_Instructions for the task_
Your answer should reproduce every line of the material in which the word "live" occurs.

_Data excerpts_
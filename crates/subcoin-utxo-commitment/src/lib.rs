//! # UTXO Commitments
//!
//! A UTXO commitment is a snapshot of the entire unspent output set pinned to a block, split
//! into content addressed chunk files that can be served to peers and loaded by a new node
//! instead of replaying the chain.
//!
//! - [`record`]: binary format of a committed UTXO.
//! - [`bucket`]: partitioning of a commitment into buckets of size-bounded chunk files.
//! - [`staging`]: maintenance of the staging area the commitments are built from.
//! - [`loader`]: decoding chunk files back into the live UTXO store.
//! - [`CommitmentCatalog`]: listing commitments and serving chunk files.
//!
//! Every chunk, bucket and commitment is identified by an elliptic curve multiset hash, so
//! buckets can be built independently and in parallel while still agreeing on one digest.

pub mod bucket;
mod catalog;
mod chain;
mod commitment;
mod config;
mod db;
mod error;
mod live;
pub mod loader;
pub mod record;
pub mod staging;


pub use self::catalog::{
    BucketBreakdown, CommitmentBreakdown, CommitmentCatalog, MAX_COMMITMENT_COUNT,
    SubBucketBreakdown,
};
pub use self::chain::{BlockUtxoDiff, ChainSource};
pub use self::commitment::{Commitment, CommitmentWriter};
pub use self::config::{CommitmentConfig, DEFAULT_REORG_SAFETY_LAG};
pub use self::db::{BucketRecord, CommitmentDatabase, CommitmentRecord};
pub use self::error::{Error, Result};
pub use self::live::{LiveUtxoStore, LiveUtxoTable, UtxoStream};
pub use self::record::{CommittedUtxo, OutputId};
pub use self::staging::{ImportStatus, StagingHandle, StagingMaintainer};
pub use subcoin_crypto::{EcMultiset, MultisetPublicKey};
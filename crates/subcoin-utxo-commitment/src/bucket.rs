//! Partitioning of a commitment into buckets of size-bounded chunk files.
//!
//! Each bucket streams its records into a proto file. Once the next record would push the
//! file over the byte budget, the file is finalized: it is renamed to the hex encoded
//! public key of its own multiset, which makes every chunk content addressed.

use crate::error::{Error, Result};
use crate::record::{CommittedUtxo, OutputId};
use bitcoin::BlockHash;
use bitcoin::hashes::Hash;
use sha2::{Digest, Sha256};
use std::fs::File;
use std::io::{BufWriter, Write};
use std::path::{Path, PathBuf};
use subcoin_crypto::{EcMultiset, MultisetPublicKey};

/// Number of buckets in every commitment.
pub const BUCKET_COUNT: usize = 128;

/// Default upper bound of a single chunk file.
pub const DEFAULT_MAX_CHUNK_BYTE_COUNT: u64 = 32 * 1024 * 1024;

/// File name of the placeholder chunk standing for a bucket without records.
pub const EMPTY_BUCKET_NAME: &str =
    "000000000000000000000000000000000000000000000000000000000000000000";

/// Returns the bucket an output belongs to in the commitment pinned to `block_hash`.
pub fn bucket_index(block_hash: &BlockHash, output_id: &OutputId) -> usize {
    let mut hasher = Sha256::new();
    hasher.update(block_hash.as_byte_array());
    hasher.update(output_id.txid.as_byte_array());
    hasher.update(output_id.vout.to_le_bytes());
    let digest = hasher.finalize();
    (digest[0] & 0x7F) as usize
}

/// Path of the chunk file named by `public_key`.
pub fn chunk_path(output_dir: &Path, public_key: &MultisetPublicKey) -> PathBuf {
    output_dir.join(public_key.to_string())
}

/// Creates the empty placeholder chunk if it does not exist yet.
pub fn ensure_empty_chunk(output_dir: &Path) -> Result<()> {
    let path = output_dir.join(EMPTY_BUCKET_NAME);
    if !path.try_exists()? {
        File::create(path)?;
    }
    Ok(())
}

/// A finalized chunk file.
#[derive(Clone, Debug, PartialEq, Eq)]
pub struct ChunkFile {
    pub public_key: MultisetPublicKey,
    pub utxo_count: u64,
    pub byte_count: u64,
}

impl ChunkFile {
    fn empty() -> Self {
        Self {
            public_key: MultisetPublicKey::EMPTY,
            utxo_count: 0,
            byte_count: 0,
        }
    }
}

/// A closed bucket.
#[derive(Clone, Debug)]
pub struct Bucket {
    pub index: usize,
    /// Combination of the multisets of all chunks.
    pub multiset: EcMultiset,
    /// Never empty, a bucket without records holds the empty placeholder.
    pub chunks: Vec<ChunkFile>,
}

impl Bucket {
    pub fn public_key(&self) -> MultisetPublicKey {
        self.multiset.public_key()
    }

    pub fn byte_count(&self) -> u64 {
        self.chunks.iter().map(|chunk| chunk.byte_count).sum()
    }

    pub fn utxo_count(&self) -> u64 {
        self.chunks.iter().map(|chunk| chunk.utxo_count).sum()
    }
}

/// Writes the records of one bucket into chunk files.
///
/// Records must be added in ascending [`OutputId`] order.
pub struct BucketWriter {
    index: usize,
    output_dir: PathBuf,
    max_byte_count: u64,
    proto_path: PathBuf,
    // Opened lazily on the first record of a chunk.
    file: Option<BufWriter<File>>,
    chunk_multiset: EcMultiset,
    chunk_utxo_count: u64,
    chunk_byte_count: u64,
    bucket_multiset: EcMultiset,
    chunks: Vec<ChunkFile>,
    encode_buf: Vec<u8>,
}

impl BucketWriter {
    pub fn new(index: usize, output_dir: &Path, max_byte_count: u64) -> Self {
        Self {
            index,
            output_dir: output_dir.to_path_buf(),
            max_byte_count,
            proto_path: output_dir.join(format!("utxo-{index}.dat")),
            file: None,
            chunk_multiset: EcMultiset::new(),
            chunk_utxo_count: 0,
            chunk_byte_count: 0,
            bucket_multiset: EcMultiset::new(),
            chunks: Vec::new(),
            encode_buf: Vec::new(),
        }
    }

    pub fn index(&self) -> usize {
        self.index
    }

    /// Appends a record, finalizing the current chunk first if the record does not fit.
    pub fn add_utxo(&mut self, utxo: &CommittedUtxo) -> Result<()> {
        self.encode_buf.clear();
        utxo.encode_to(&mut self.encode_buf);
        let byte_count = self.encode_buf.len() as u64;

        if self.chunk_byte_count > 0 && self.chunk_byte_count + byte_count > self.max_byte_count {
            self.finalize_chunk()?;
        }

        if self.file.is_none() {
            self.file = Some(BufWriter::new(File::create(&self.proto_path)?));
        }
        if let Some(file) = &mut self.file {
            file.write_all(&self.encode_buf)?;
        }

        self.chunk_multiset.insert(&self.encode_buf);
        self.chunk_utxo_count += 1;
        self.chunk_byte_count += byte_count;

        Ok(())
    }

    /// Finalizes the pending chunk and returns the closed bucket.
    ///
    /// The writer keeps track of its chunk files so that they can still be abandoned if the
    /// commitment as a whole fails.
    pub fn close(&mut self) -> Result<Bucket> {
        if self.chunk_byte_count > 0 {
            self.finalize_chunk()?;
        }

        if self.chunks.is_empty() {
            ensure_empty_chunk(&self.output_dir)?;
            self.chunks.push(ChunkFile::empty());
        }

        Ok(Bucket {
            index: self.index,
            multiset: self.bucket_multiset.clone(),
            chunks: self.chunks.clone(),
        })
    }

    /// Drops the pending proto file and returns the keys of the chunks finalized so far.
    ///
    /// The empty placeholder is never returned, it is shared by every commitment.
    pub fn abandon(&mut self) -> Vec<MultisetPublicKey> {
        self.file.take();
        self.chunk_multiset = EcMultiset::new();
        self.chunk_utxo_count = 0;
        self.chunk_byte_count = 0;

        match std::fs::remove_file(&self.proto_path) {
            Ok(()) => {}
            Err(err) if err.kind() == std::io::ErrorKind::NotFound => {}
            Err(err) => {
                tracing::warn!(?err, path = ?self.proto_path, "Failed to remove proto chunk file");
            }
        }

        self.bucket_multiset = EcMultiset::new();
        self.chunks
            .drain(..)
            .map(|chunk| chunk.public_key)
            .filter(|public_key| !public_key.is_empty())
            .collect()
    }

    fn finalize_chunk(&mut self) -> Result<()> {
        if let Some(mut file) = self.file.take() {
            file.flush()?;
            file.get_ref().sync_all()?;
        }

        let multiset = std::mem::take(&mut self.chunk_multiset);
        let public_key = multiset.public_key();
        let byte_count = std::mem::take(&mut self.chunk_byte_count);
        let utxo_count = std::mem::take(&mut self.chunk_utxo_count);

        let target = chunk_path(&self.output_dir, &public_key);
        if target.try_exists()? {
            // Same contents produce the same name, anything else is a conflict.
            let existing = std::fs::metadata(&target)?.len();
            if existing != byte_count {
                return Err(Error::ChunkConflict {
                    path: target,
                    existing,
                    expected: byte_count,
                });
            }
            tracing::debug!(bucket = self.index, %public_key, "Chunk file already exists");
            std::fs::remove_file(&self.proto_path)?;
        } else {
            std::fs::rename(&self.proto_path, &target)?;
        }

        tracing::trace!(bucket = self.index, %public_key, utxo_count, byte_count, "Finalized chunk");

        self.bucket_multiset.combine(&multiset);
        self.chunks.push(ChunkFile {
            public_key,
            utxo_count,
            byte_count,
        });

        Ok(())
    }
}

#[cfg(test)]
mod tests {
    use super::*;
    use bitcoin::Txid;

    fn utxo(n: u8) -> CommittedUtxo {
        CommittedUtxo {
            txid: Txid::from_byte_array([n; 32]),
            vout: n as u32,
            height: 100 + n as u32,
            is_coinbase: n % 2 == 0,
            amount: 1_000 * n as i64,
            // 48 fixed bytes + 1 length byte + 11 script bytes.
            script_pubkey: vec![n; 11],
        }
    }

    fn read_chunk(output_dir: &Path, chunk: &ChunkFile) -> Vec<CommittedUtxo> {
        let bytes = std::fs::read(chunk_path(output_dir, &chunk.public_key)).unwrap();
        assert_eq!(bytes.len() as u64, chunk.byte_count);
        let mut cursor = bytes.as_slice();
        let mut utxos = Vec::new();
        while !cursor.is_empty() {
            utxos.push(CommittedUtxo::decode(&mut cursor).unwrap());
        }
        utxos
    }

    #[test]
    fn test_chunk_rollover() {
        let dir = tempfile::tempdir().unwrap();
        let mut writer = BucketWriter::new(3, dir.path(), 150);

        let utxos = (1..=5).map(utxo).collect::<Vec<_>>();
        assert_eq!(utxos[0].encoded_len(), 60);

        // Two records fit in one chunk, the third crosses the budget.
        for utxo in &utxos[..3] {
            writer.add_utxo(utxo).unwrap();
        }
        assert_eq!(writer.chunks.len(), 1);

        // The fifth record crosses the budget a second time.
        for utxo in &utxos[3..] {
            writer.add_utxo(utxo).unwrap();
        }
        assert_eq!(writer.chunks.len(), 2);

        let bucket = writer.close().unwrap();
        assert_eq!(bucket.index, 3);
        assert_eq!(bucket.chunks.len(), 3);
        assert_eq!(
            bucket.chunks.iter().map(|c| c.utxo_count).collect::<Vec<_>>(),
            vec![2, 2, 1]
        );
        assert_eq!(bucket.byte_count(), 300);
        assert_eq!(bucket.utxo_count(), 5);

        let mut combined = EcMultiset::new();
        let mut read_back = Vec::new();
        for chunk in &bucket.chunks {
            let chunk_utxos = read_chunk(dir.path(), chunk);
            let mut multiset = EcMultiset::new();
            for utxo in &chunk_utxos {
                multiset.insert(&utxo.encode());
            }
            assert_eq!(multiset.public_key(), chunk.public_key);
            combined.combine(&multiset);
            read_back.extend(chunk_utxos);
        }
        assert_eq!(combined, bucket.multiset);
        assert_eq!(read_back, utxos);

        assert!(!dir.path().join("utxo-3.dat").exists());
    }

    #[test]
    fn test_bucket_digest_only_counts_finalized_chunks() {
        let dir = tempfile::tempdir().unwrap();
        let mut writer = BucketWriter::new(0, dir.path(), 100);

        writer.add_utxo(&utxo(1)).unwrap();
        writer.add_utxo(&utxo(2)).unwrap();

        let mut first_chunk = EcMultiset::new();
        first_chunk.insert(&utxo(1).encode());
        assert_eq!(writer.bucket_multiset, first_chunk);
    }

    #[test]
    fn test_empty_bucket_yields_placeholder() {
        let dir = tempfile::tempdir().unwrap();
        let mut writer = BucketWriter::new(9, dir.path(), 100);
        let bucket = writer.close().unwrap();

        assert_eq!(bucket.chunks.len(), 1);
        let chunk = &bucket.chunks[0];
        assert_eq!(chunk.public_key, MultisetPublicKey::EMPTY);
        assert_eq!(chunk.public_key.to_string(), EMPTY_BUCKET_NAME);
        assert_eq!(chunk.utxo_count, 0);
        assert!(bucket.multiset.is_empty());

        let placeholder = dir.path().join(EMPTY_BUCKET_NAME);
        assert_eq!(std::fs::metadata(placeholder).unwrap().len(), 0);
    }

    #[test]
    fn test_oversized_record_gets_own_chunk() {
        let dir = tempfile::tempdir().unwrap();
        let mut writer = BucketWriter::new(0, dir.path(), 10);
        writer.add_utxo(&utxo(1)).unwrap();
        writer.add_utxo(&utxo(2)).unwrap();
        let bucket = writer.close().unwrap();
        assert_eq!(bucket.chunks.len(), 2);
        assert!(bucket.chunks.iter().all(|chunk| chunk.utxo_count == 1));
    }

    #[test]
    fn test_existing_identical_chunk_is_reused() {
        let dir = tempfile::tempdir().unwrap();

        let build = || {
            let mut writer = BucketWriter::new(1, dir.path(), 1_000);
            writer.add_utxo(&utxo(1)).unwrap();
            writer.close()
        };

        let first = build().unwrap();
        let second = build().unwrap();
        assert_eq!(first.chunks, second.chunks);
    }

    #[test]
    fn test_conflicting_chunk_aborts() {
        let dir = tempfile::tempdir().unwrap();

        let mut multiset = EcMultiset::new();
        multiset.insert(&utxo(1).encode());
        std::fs::write(chunk_path(dir.path(), &multiset.public_key()), b"garbage").unwrap();

        let mut writer = BucketWriter::new(1, dir.path(), 1_000);
        writer.add_utxo(&utxo(1)).unwrap();
        assert!(matches!(writer.close(), Err(Error::ChunkConflict { existing: 7, .. })));
        assert!(dir.path().join("utxo-1.dat").exists());

        assert!(writer.abandon().is_empty());
        assert!(!dir.path().join("utxo-1.dat").exists());
    }

    #[test]
    fn test_abandon_returns_finalized_chunks() {
        let dir = tempfile::tempdir().unwrap();
        let mut writer = BucketWriter::new(2, dir.path(), 150);

        for n in 1..=3 {
            writer.add_utxo(&utxo(n)).unwrap();
        }
        assert_eq!(writer.chunks.len(), 1);
        let finalized = writer.chunks[0].public_key;

        assert_eq!(writer.abandon(), vec![finalized]);
        assert!(!dir.path().join("utxo-2.dat").exists());
        // Finalized chunks are left to the caller, which knows whether they are still referenced.
        assert!(chunk_path(dir.path(), &finalized).exists());

        let mut empty = BucketWriter::new(4, dir.path(), 150);
        empty.close().unwrap();
        assert!(empty.abandon().is_empty());
        assert!(dir.path().join(EMPTY_BUCKET_NAME).exists());
    }

    #[test]
    fn test_bucket_index_is_stable_and_bounded() {
        let block_hash = BlockHash::from_byte_array([7u8; 32]);
        let other_block = BlockHash::from_byte_array([8u8; 32]);

        let mut spread = std::collections::HashSet::new();
        let mut moved = 0;
        for n in 0..=255u8 {
            let output_id = utxo(n).output_id();
            let index = bucket_index(&block_hash, &output_id);
            assert!(index < BUCKET_COUNT);
            assert_eq!(index, bucket_index(&block_hash, &output_id));
            if index != bucket_index(&other_block, &output_id) {
                moved += 1;
            }
            spread.insert(index);
        }
        assert!(spread.len() > 64);
        assert!(moved > 128);
    }
}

_Solved exercise_
//! - [`loader`]: decoding chunk files back into the live UTXO store.
mod live;
pub use self::live::{LiveUtxoStore, LiveUtxoTable, UtxoStream};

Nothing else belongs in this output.